Добравшись в Станьково, отправился искать руины барского дома. И сразу наткнулся на одноэтажный кирпичный дом без окон, без дверей, потонувший в зарослях, и немало удивился. Этот дом мне был знаком. Откуда?
В Станьково впервые заглянул… Но уже пришла разгадка, дом снился мне и не так уж давно, может, зимой или пораньше. В доме собрались люди кино смотреть, появился киномеханик; и среди деревенских зрителей был молодой Александр Твардовский. Этому я не особенно удивился, когда пишешь что-то, собираешь всякие сведения о том или ином человеке, герои повести или очерка бывает и снятся. Но вот сейчас ситуация была немного странной: стоял перед домом, виденным только во сне. Сквозь заросли подошел к оконному проему: над грудами досок и кирпичей носились ласточки, мое любопытство их обеспокоило. Они гнездились в этом доме. Некоторые налетали прямо на меня, били крыльями, белея грудками, перед лицом и резко ныряли вбок, взвивались вверх. Освещение было плохое, но я все-таки сделал несколько кадров. Как же, ведь это иллюстрации сна. Впрочем, во сне дом был в порядке, в окнах стекла, крыльцо чистое, за ним дверь. Просторное помещение, стулья. Стрекот аппарата, луч над головами, экран…
На торце дома красовалась надпись «Слава КПСС». Сейчас, в двадцать первом веке, а не во сне.
– Что это за дом? – спросил у белоголового пожилого жителя.

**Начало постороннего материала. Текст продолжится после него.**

use super::SteamUser;
use crate::api::SteamTradeOfferAPI;
use crate::community::SteamCommunity;
use crate::enums::Language;
use crate::error::Error;
use crate::helpers::{
    get_default_client,
    parse_base_url,
    API_HOSTNAME,
    COMMUNITY_HOSTNAME,
    USER_AGENT_STRING,
};
use std::sync::Arc;
use reqwest::cookie::Jar;
use reqwest_middleware::ClientWithMiddleware;

/// Builder for constructing a [`SteamUser`].
#[derive(Debug, Clone)]
pub struct SteamUserBuilder {
    /// Your account's API key from <https://steamcommunity.com/dev/apikey>.
    pub(crate) api_key: String,
    /// The default language for API responses.
    pub(crate) language: Language,
    /// User agent for requests.
    pub(crate) user_agent: &'static str,
    /// Base URL of the community site.
    pub(crate) community_url: String,
    /// Base URL of the Web API.
    pub(crate) api_url: String,
    /// Request cookies.
    pub(crate) cookie_jar: Option<Arc<Jar>>,
    /// Client to use for requests. Remember to also include the cookies connected to this client.
    pub(crate) client: Option<ClientWithMiddleware>,
}

impl SteamUserBuilder {
    /// Creates a new [`SteamUserBuilder`] for the given API key.
    pub fn new<T>(api_key: T) -> Self
    where
        T: Into<String>,
    {
        Self {
            api_key: api_key.into(),
            language: Language::English,
            user_agent: USER_AGENT_STRING,
            community_url: COMMUNITY_HOSTNAME.into(),
            api_url: API_HOSTNAME.into(),
            cookie_jar: None,
            client: None,
        }
    }

    /// The language for API responses. Defaults to English.
    pub fn language(mut self, language: Language) -> Self {
        self.language = language;
        self
    }

    /// The user agent for requests. Ignored when a client is supplied.
    pub fn user_agent(mut self, user_agent: &'static str) -> Self {
        self.user_agent = user_agent;
        self
    }

    /// Base URL of the community site. Defaults to `https://steamcommunity.com`.
    pub fn community_url<T>(mut self, community_url: T) -> Self
    where
        T: Into<String>,
    {
        self.community_url = community_url.into();
        self
    }

    /// Base URL of the Web API. Defaults to `https://api.steampowered.com`.
    pub fn api_url<T>(mut self, api_url: T) -> Self
    where
        T: Into<String>,
    {
        self.api_url = api_url.into();
        self
    }

    /// Client to use for requests. It is also required to include the associated cookies with
    /// this client so that cookies added to the session are sent.
    pub fn client(mut self, client: ClientWithMiddleware, cookies: Arc<Jar>) -> Self {
        self.client = Some(client);
        self.cookie_jar = Some(cookies);
        self
    }

    /// Builds the [`SteamUser`]. Fails if either base URL is invalid or the client cannot be
    /// built.
    pub fn build(self) -> Result<SteamUser, Error> {
        let community_url = parse_base_url(&self.community_url)?;
        let api_url = parse_base_url(&self.api_url)?;
        let cookies = self.cookie_jar.unwrap_or_default();
        let client = match self.client {
            Some(client) => client,
            None => get_default_client(Arc::clone(&cookies), self.user_agent)?,
        };
        let api = SteamTradeOfferAPI::new(
            client.clone(),
            self.api_key,
            self.language,
            api_url,
        );
        let community = SteamCommunity::new(
            client,
            Arc::clone(&cookies),
            community_url,
        );

        Ok(SteamUser {
            cookies,
            community,
            api,
        })
    }
}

– Клуб, – ответил он и, подумав, уточнил: – Дом культуры.
Мы познакомились. Жителя звали Анатолием Никитичем. В давние времена в клубе он впервые увидел цветное кино.
– Кино крутили? – переспросил для верности я.
Невысокий сухой синеглазый житель кивнул и поправил бейсболку. Вопросительно взглянул из-под козырька. Наверное, что-то мелькнуло в моем лице.
Анатолий Никитич был немногословен. Мне удалось узнать, что родился он в Васильеве и жил там до десяти лет, потом сюда переехал. Его мама Анна Киреевна работала учительницей в четырехклассной школе в Белкине. Потом жили на севере, поехав вслед за осужденным отцом: был он налоговым агентом и запутался в подсчетах и бумажках. Анатолий Никитич работал на севере шофером. Под старость на родину вернулся. Дом его сгорел, и двоюродная сестра – «Паша, вот кто знает местные дела» – пустила в свой дом.
Туда мы и пошли, к Паше.
– Вот, корреспондента тебе привел, Паш, – сказал, входя в избу, Анатолий Никитич.
Ко мне навстречу встала с дивана старая женщина с такими же синими глазами. Звали ее Прасковьей Лаврентьевной. Порассказать о былых временах и сфотографироваться в саду она легко согласилась.
Изба внутри была обычным деревенским жилищем последних времен. Шкаф, диван, стол, стулья. В простенке фотографии. В углу над телевизором икона и снова фотографии.
Прасковье Лаврентьевне было восемьдесят три года, но сквозь некоторую понятную болезненность все еще проступал облик бодрой и любящей жизнь женщины.
Родилась она за Ливной и подальше Белого Холма, в Шилове на речке Волости. Когда-то это была большая деревня – сто пятьдесят дворов. Сто пятьдесят дворов?
– Ага, – ответила она и покачала головой, потуже затянула концы платка. – А сейчас, говорят, живет один человек.
В войну и эту деревню сожгли. В деревне развернулось настоящее сражение между партизанами и фашистами, а мирное население – старики, бабы и дети метались среди горящих хат, и с ними девочка Прасковья. Многие жители сгорели заживо в том огне. А спасшимся еще надо было переправиться через мартовскую Волость. Добрались они до соседней деревни Добромино. Прасковья Лаврентьевна говорит, что в крайнюю избу набилось до пятидесяти человек, там и ночевали, дрожа от пережитого ужаса.